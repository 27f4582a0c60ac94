//! Canonical JSON encoding.
//!
//! Every structure that is hashed or signed on the wire goes through this
//! encoding so all nodes derive the same bytes:
//!
//! 1. Object keys sorted lexicographically (UTF-8 byte order)
//! 2. Compact representation, no whitespace
//! 3. Fields with null values omitted
//!
//! Requirement hashes (DHT routing targets) and result hashes use SHA-256
//! over this encoding.

use serde::Serialize;
use serde_json::{Map, Value};
use sha2::{Digest, Sha256};
use std::collections::BTreeMap;
use thiserror::Error;

#[derive(Debug, Error)]
pub enum CanonicalError {
    #[error("Serialization error: {0}")]
    Serialization(#[from] serde_json::Error),
}

pub type Result<T> = std::result::Result<T, CanonicalError>;

/// Serialize a value to its canonical JSON string.
pub fn to_canonical_json<T: Serialize>(value: &T) -> Result<String> {
    let json_value = serde_json::to_value(value)?;
    let canonical = canonicalize_value(json_value);
    Ok(serde_json::to_string(&canonical)?)
}

/// SHA-256 digest of the canonical JSON representation.
pub fn canonical_sha256<T: Serialize>(value: &T) -> Result<[u8; 32]> {
    let canonical = to_canonical_json(value)?;
    let mut hasher = Sha256::new();
    hasher.update(canonical.as_bytes());
    Ok(hasher.finalize().into())
}

fn canonicalize_value(value: Value) -> Value {
    match value {
        Value::Object(map) => {
            let sorted: BTreeMap<String, Value> = map
                .into_iter()
                .filter(|(_, v)| !v.is_null())
                .map(|(k, v)| (k, canonicalize_value(v)))
                .collect();
            let mut out = Map::new();
            for (k, v) in sorted {
                out.insert(k, v);
            }
            Value::Object(out)
        }
        Value::Array(items) => Value::Array(items.into_iter().map(canonicalize_value).collect()),
        other => other,
    }
}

-----

PROBLEM TO WORK ON: Wherever the string "CanonicalError" appears in a line of the records, copy that line.

ANSWER TO THE EXERCISE:
pub enum CanonicalError {
pub type Result<T> = std::result::Result<T, CanonicalError>;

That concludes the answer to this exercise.